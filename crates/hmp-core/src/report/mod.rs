//! Assembly of the results document.
//!
//! [`assemble_report`] is a pure transformation from the result forest plus
//! run metadata into a [`TestResultsSummary`]. Writing it anywhere is the
//! runner's job.

mod metadata;
mod validate;

pub use metadata::{
    ConfigurationParameters, Contact, DeploymentArchitecture, DeploymentRfScenario,
    DeploymentScale, DuplexMode, InterfaceUnderTest, TestLab, TestMetadata, TestSpecification,
    TestType, TestbedComponent,
};
pub use validate::{validate, ReportIssue};

use serde::{Deserialize, Serialize};

use crate::model::{ResultType, TestGroup, TestNote};

/// Version of the document layout below.
pub const SCHEMA_VERSION: u32 = 1;

/// The top-level results document.
#[derive(Debug, Clone, PartialEq, Serialize, Deserialize)]
#[serde(rename_all = "camelCase")]
pub struct TestResultsSummary {
    pub schema_version: u32,
    pub test_metadata: TestMetadata,
    pub testbed_components: Vec<TestbedComponent>,
    /// Left out of the document entirely when no lab was described.
    #[serde(default, skip_serializing_if = "Option::is_none")]
    pub test_lab: Option<TestLab>,
    pub test_specifications: Vec<TestSpecification>,
    pub test_results: Vec<TestGroup>,
    #[serde(default, skip_serializing_if = "Option::is_none")]
    pub notes: Option<Vec<TestNote>>,
}

impl TestResultsSummary {
    pub fn to_json_pretty(&self) -> Result<String, serde_json::Error> {
        serde_json::to_string_pretty(self)
    }
}

/// Metadata supplied by the runner.
#[derive(Debug, Clone)]
pub struct ReportMetadata {
    pub test_metadata: TestMetadata,
    pub testbed_components: Vec<TestbedComponent>,
    pub test_lab: Option<TestLab>,
    pub test_specifications: Vec<TestSpecification>,
    pub notes: Option<Vec<TestNote>>,
}

impl ReportMetadata {
    pub fn new(test_metadata: TestMetadata) -> Self {
        Self {
            test_metadata,
            testbed_components: Vec::new(),
            test_lab: None,
            test_specifications: Vec::new(),
            notes: None,
        }
    }
}

/// FAIL if any case anywhere in `forest` failed, PASS otherwise.
pub fn overall_result(forest: &[TestGroup]) -> ResultType {
    let failed = forest
        .iter()
        .flat_map(|group| group.cases())
        .any(|case| !case.passed());
    ResultType::from_bool(!failed)
}

/// Build the document. The metadata result is replaced by the forest's
/// overall result.
pub fn assemble_report(metadata: &ReportMetadata, forest: &[TestGroup]) -> TestResultsSummary {
    let mut test_metadata = metadata.test_metadata.clone();
    test_metadata.result = overall_result(forest);

    TestResultsSummary {
        schema_version: SCHEMA_VERSION,
        test_metadata,
        testbed_components: metadata.testbed_components.clone(),
        test_lab: metadata.test_lab.clone(),
        test_specifications: metadata.test_specifications.clone(),
        test_results: forest.to_vec(),
        notes: metadata.notes.clone(),
    }
}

**Problem statement:**
After locating the line with "mod validate;" above, return that line and every later line through the one with "lab was described.", word for word and with nothing else.

**Task output:**
mod validate;

pub use metadata::{
    ConfigurationParameters, Contact, DeploymentArchitecture, DeploymentRfScenario,
    DeploymentScale, DuplexMode, InterfaceUnderTest, TestLab, TestMetadata, TestSpecification,
    TestType, TestbedComponent,
};
pub use validate::{validate, ReportIssue};

use serde::{Deserialize, Serialize};

use crate::model::{ResultType, TestGroup, TestNote};

/// Version of the document layout below.
pub const SCHEMA_VERSION: u32 = 1;

/// The top-level results document.
#[derive(Debug, Clone, PartialEq, Serialize, Deserialize)]
#[serde(rename_all = "camelCase")]
pub struct TestResultsSummary {
    pub schema_version: u32,
    pub test_metadata: TestMetadata,
    pub testbed_components: Vec<TestbedComponent>,
    /// Left out of the document entirely when no lab was described.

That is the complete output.